* [Work instruction]
Find the lines below that contain the string "again". Copy each one.

* [Given data]
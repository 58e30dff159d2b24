pub mod health;

use axum::{
    routing::{get, post},
    Router,
};

use crate::jobs::handlers as jobs;
use crate::skills::handlers as skills;
use crate::state::AppState;
use crate::talent::handlers as talent;

pub fn build_router(state: AppState) -> Router {
    Router::new()
        .route("/health", get(health::health_handler))
        // Jobs API
        .route(
            "/api/v1/jobs",
            get(jobs::handle_list_jobs).post(jobs::handle_create_job),
        )
        .route("/api/v1/jobs/:id", get(jobs::handle_get_job))
        .route("/api/v1/jobs/:id/apply", post(jobs::handle_apply))
        .route("/api/v1/jobs/:id/skills", post(jobs::handle_analyze_job))
        // AI helpers
        .route("/api/v1/skills/extract", post(skills::handle_extract_skills))
        .route("/api/v1/talent/match", post(talent::handle_find_talent))
        .route(
            "/api/v1/talent/candidates",
            get(talent::handle_list_candidates),
        )
        .with_state(state)
}

#[cfg(test)]
mod tests {
    use std::sync::Arc;

    use axum::body::Body;
    use axum::http::{Request, StatusCode};
    use http_body_util::BodyExt;
    use serde_json::{json, Value};
    use tower::ServiceExt;

    use super::*;
    use crate::config::Config;
    use crate::jobs::seed::sample_jobs;
    use crate::jobs::store::JobStore;
    use crate::skills::extractor::test_support::StubSkillExtractor;
    use crate::talent::matcher::test_support::StubTalentMatcher;
    use crate::talent::roster::CandidateRoster;

    fn test_config() -> Config {
        Config {
            anthropic_api_key: "test-key".to_string(),
            port: 0,
            rust_log: "debug".to_string(),
            seed_sample_jobs: true,
            strict_salary_parsing: false,
        }
    }

    fn test_state(extractor: StubSkillExtractor, matched: Option<&str>) -> AppState {
        let roster = CandidateRoster::builtin();
        AppState {
            jobs: JobStore::with_jobs(sample_jobs()),
            skill_extractor: Arc::new(extractor),
            talent_matcher: Arc::new(StubTalentMatcher {
                roster: roster.clone(),
                candidate_id: matched.map(str::to_string),
            }),
            roster: Arc::new(roster),
            config: test_config(),
        }
    }

    fn default_state() -> AppState {
        test_state(
            StubSkillExtractor::returning(&["Go", "Distributed Systems", "SQL"]),
            Some("c1"),
        )
    }

    async fn send(state: AppState, request: Request<Body>) -> (StatusCode, Value) {
        let response = build_router(state).oneshot(request).await.unwrap();
        let status = response.status();
        let body = response.into_body().collect().await.unwrap().to_bytes();
        let value = if body.is_empty() {
            Value::Null
        } else {
            serde_json::from_slice(&body).unwrap()
        };
        (status, value)
    }

    fn get(uri: &str) -> Request<Body> {
        Request::builder().uri(uri).body(Body::empty()).unwrap()
    }

    fn post_json(uri: &str, body: Value) -> Request<Body> {
        Request::builder()
            .method("POST")
            .uri(uri)
            .header("content-type", "application/json")
            .body(Body::from(body.to_string()))
            .unwrap()
    }

    fn backend_form() -> Value {
        json!({
            "title": "Backend Engineer",
            "company": "Acme",
            "location": "Remote",
            "type": "Full-time",
            "salary_range": "10-12",
            "description": "Build and maintain backend services for our platform."
        })
    }

    #[tokio::test]
    async fn test_health() {
        let (status, body) = send(default_state(), get("/health")).await;
        assert_eq!(status, StatusCode::OK);
        assert_eq!(body["status"], "ok");
    }

    #[tokio::test]
    async fn test_list_jobs_without_filters_returns_all() {
        let (status, body) = send(default_state(), get("/api/v1/jobs")).await;
        assert_eq!(status, StatusCode::OK);
        assert_eq!(body["total"], 6);
        assert_eq!(body["matched"], 6);
        assert_eq!(body["jobs"][0]["id"], "6");
    }

    #[tokio::test]
    async fn test_list_jobs_with_filters() {
        let (status, body) = send(
            default_state(),
            get("/api/v1/jobs?location=chennai&job_type=Full-time&salary_max=125000"),
        )
        .await;
        assert_eq!(status, StatusCode::OK);
        assert_eq!(body["matched"], 1);
        assert_eq!(body["jobs"][0]["title"], "Full Stack Developer");
    }

    #[tokio::test]
    async fn test_create_job_then_visible_in_list() {
        let state = default_state();

        let (status, body) = send(state.clone(), post_json("/api/v1/jobs", backend_form())).await;
        assert_eq!(status, StatusCode::CREATED);
        assert_eq!(body["job"]["id"], "7");
        assert_eq!(body["job"]["salary_min"], 10_000);
        assert_eq!(body["job"]["salary_max"], 12_000);
        assert_eq!(body["job"]["experience_level"], "Mid-level");
        assert_eq!(body["job"]["skills"], json!(["Go", "Distributed Systems", "SQL"]));

        let (_, list) = send(state, get("/api/v1/jobs?search=acme")).await;
        assert_eq!(list["matched"], 1);
        assert_eq!(list["jobs"][0]["id"], "7");
    }

    #[tokio::test]
    async fn test_create_job_invalid_form_lists_fields() {
        let state = default_state();
        let (status, body) = send(
            state.clone(),
            post_json("/api/v1/jobs", json!({"title": "X", "type": "Gig"})),
        )
        .await;

        assert_eq!(status, StatusCode::BAD_REQUEST);
        assert_eq!(body["error"]["code"], "VALIDATION_ERROR");
        let fields: Vec<&str> = body["error"]["fields"]
            .as_array()
            .unwrap()
            .iter()
            .map(|f| f["field"].as_str().unwrap())
            .collect();
        assert!(fields.contains(&"title"));
        assert!(fields.contains(&"type"));
        assert_eq!(state.jobs.len().await, 6);
    }

    #[tokio::test]
    async fn test_malformed_query_uses_error_envelope() {
        let (status, body) = send(default_state(), get("/api/v1/jobs?salary_min=abc")).await;
        assert_eq!(status, StatusCode::BAD_REQUEST);
        assert_eq!(body["error"]["code"], "VALIDATION_ERROR");
        assert!(body["error"]["message"].is_string());
    }

    #[tokio::test]
    async fn test_mistyped_json_body_uses_error_envelope() {
        let state = default_state();
        let (status, body) =
            send(state.clone(), post_json("/api/v1/jobs", json!({"title": 5}))).await;
        assert_eq!(status, StatusCode::BAD_REQUEST);
        assert_eq!(body["error"]["code"], "VALIDATION_ERROR");
        assert_eq!(state.jobs.len().await, 6);
    }

    #[tokio::test]
    async fn test_unparseable_json_body_uses_error_envelope() {
        let request = Request::builder()
            .method("POST")
            .uri("/api/v1/skills/extract")
            .header("content-type", "application/json")
            .body(Body::from("{not json"))
            .unwrap();
        let (status, body) = send(default_state(), request).await;
        assert_eq!(status, StatusCode::BAD_REQUEST);
        assert_eq!(body["error"]["code"], "VALIDATION_ERROR");
    }

    #[tokio::test]
    async fn test_strict_mode_rejects_overflowing_salary() {
        let mut state = default_state();
        state.config.strict_salary_parsing = true;

        let mut form = backend_form();
        form["salary_range"] = json!("99999999999999999999-5");
        let (status, body) = send(state.clone(), post_json("/api/v1/jobs", form)).await;

        assert_eq!(status, StatusCode::BAD_REQUEST);
        assert_eq!(body["error"]["fields"][0]["field"], "salary_range");
        assert_eq!(state.jobs.len().await, 6);
    }

    #[tokio::test]
    async fn test_create_job_extraction_failure_is_bad_gateway() {
        let state = test_state(StubSkillExtractor::failing("upstream 500"), None);
        let (status, body) = send(state.clone(), post_json("/api/v1/jobs", backend_form())).await;

        assert_eq!(status, StatusCode::BAD_GATEWAY);
        assert_eq!(
            body["error"]["message"],
            "Failed to analyze skills. Please try again later."
        );
        assert_eq!(state.jobs.len().await, 6);
    }

    #[tokio::test]
    async fn test_get_job_found_and_missing() {
        let (status, body) = send(default_state(), get("/api/v1/jobs/3")).await;
        assert_eq!(status, StatusCode::OK);
        assert_eq!(body["job"]["id"], "3");

        let (status, body) = send(default_state(), get("/api/v1/jobs/999")).await;
        assert_eq!(status, StatusCode::NOT_FOUND);
        assert_eq!(body["error"]["code"], "NOT_FOUND");
    }

    #[tokio::test]
    async fn test_apply_returns_receipt() {
        let (status, body) = send(
            default_state(),
            post_json(
                "/api/v1/jobs/2/apply",
                json!({"name": "Kavya Rao", "email": "kavya@example.com"}),
            ),
        )
        .await;
        assert_eq!(status, StatusCode::ACCEPTED);
        assert_eq!(body["job_id"], "2");
        assert!(body["application_id"].is_string());
    }

    #[tokio::test]
    async fn test_analyze_existing_job() {
        let (status, body) = send(default_state(), post_json("/api/v1/jobs/1/skills", json!({}))).await;
        assert_eq!(status, StatusCode::OK);
        assert_eq!(body["skills"].as_array().unwrap().len(), 3);
    }

    #[tokio::test]
    async fn test_extract_skills_endpoint() {
        let (status, body) = send(
            default_state(),
            post_json(
                "/api/v1/skills/extract",
                json!({"job_description": "Build APIs in Go"}),
            ),
        )
        .await;
        assert_eq!(status, StatusCode::OK);
        assert_eq!(body["skills"], json!(["Go", "Distributed Systems", "SQL"]));
    }

    #[tokio::test]
    async fn test_extract_skills_rejects_blank_description() {
        let (status, _) = send(
            default_state(),
            post_json("/api/v1/skills/extract", json!({"job_description": "   "})),
        )
        .await;
        assert_eq!(status, StatusCode::BAD_REQUEST);
    }

    #[tokio::test]
    async fn test_find_talent_endpoint() {
        let (status, body) = send(
            default_state(),
            post_json(
                "/api/v1/talent/match",
                json!({"job_description": "Senior Go engineer for payments"}),
            ),
        )
        .await;
        assert_eq!(status, StatusCode::OK);
        assert_eq!(body["candidate"]["id"], "c1");
    }

    #[tokio::test]
    async fn test_find_talent_failure_message() {
        let state = test_state(StubSkillExtractor::returning(&["a", "b", "c"]), None);
        let (status, body) = send(
            state,
            post_json("/api/v1/talent/match", json!({"job_description": "Anything"})),
        )
        .await;
        assert_eq!(status, StatusCode::BAD_GATEWAY);
        assert_eq!(
            body["error"]["message"],
            "Failed to find a matching candidate. Please try again later."
        );
    }

    #[tokio::test]
    async fn test_list_candidates() {
        let (status, body) = send(default_state(), get("/api/v1/talent/candidates")).await;
        assert_eq!(status, StatusCode::OK);
        assert_eq!(body["candidates"].as_array().unwrap().len(), 6);
    }
}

* [Final answer]
            "Failed to analyze skills. Please try again later."
            "Failed to find a matching candidate. Please try again later."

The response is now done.